Eight-Emotion Sentics Data (2000)
This was the first data set generated as part of the MIT Affective Computing Group's research. The research question motivating the collection of this particular data was: Will physiological signals exhibit characteristic patterns when a person experiences different kinds of emotional feelings? In particular, we wanted to know if patterns could be found day-in day-out, for a single individual, that could distinguish a set of eight affective states (in contrast with prior emotion-physiology research, which focused on averaging results of lots of people over a single session of less than an hour.) We wanted to know if it might be possible to build a wearable computer system that could learn how to discriminate an individual's affective patterns, based on skin-surface sensing. We did build such a system, which attained 81% classification accuracy among the eight states studied for this data set. The pattern recognition aspects of this work are described in more detail in the article:
Rosalind W. Picard, Elias Vyzas, and Jennifer Healey (2001), "Toward Machine Emotional Intelligence: Analysis of Affective Physiological State," IEEE Transactions Pattern Analysis and Machine Intelligence, Vol 23, No. 10, Oct. 2001.

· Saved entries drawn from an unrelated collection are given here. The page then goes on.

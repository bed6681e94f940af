//! Reporting utilities: table previews, metric summaries and status lines.

pub mod format;
pub mod status;

pub use format::*;
pub use status::*;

These data are now available to other researchers. The data consist of measurements of four physiological signals and eight affective states, taken once a day, in a session lasting around 25 minutes, for over twenty days of recordings. The four physiological signals are: blood volume pulse, electromyogram, respiration and skin conductance. The eight states (from the Clynes sentograph protocol) are: neutral, anger, hate, grief, love, romantic love, joy, and reverence. The data are divided into two overlapping sets, which are described in more detail in Healey's PhD thesis (2000): Wearable and Automotive Systems for the Recognition of Affect from Physiology.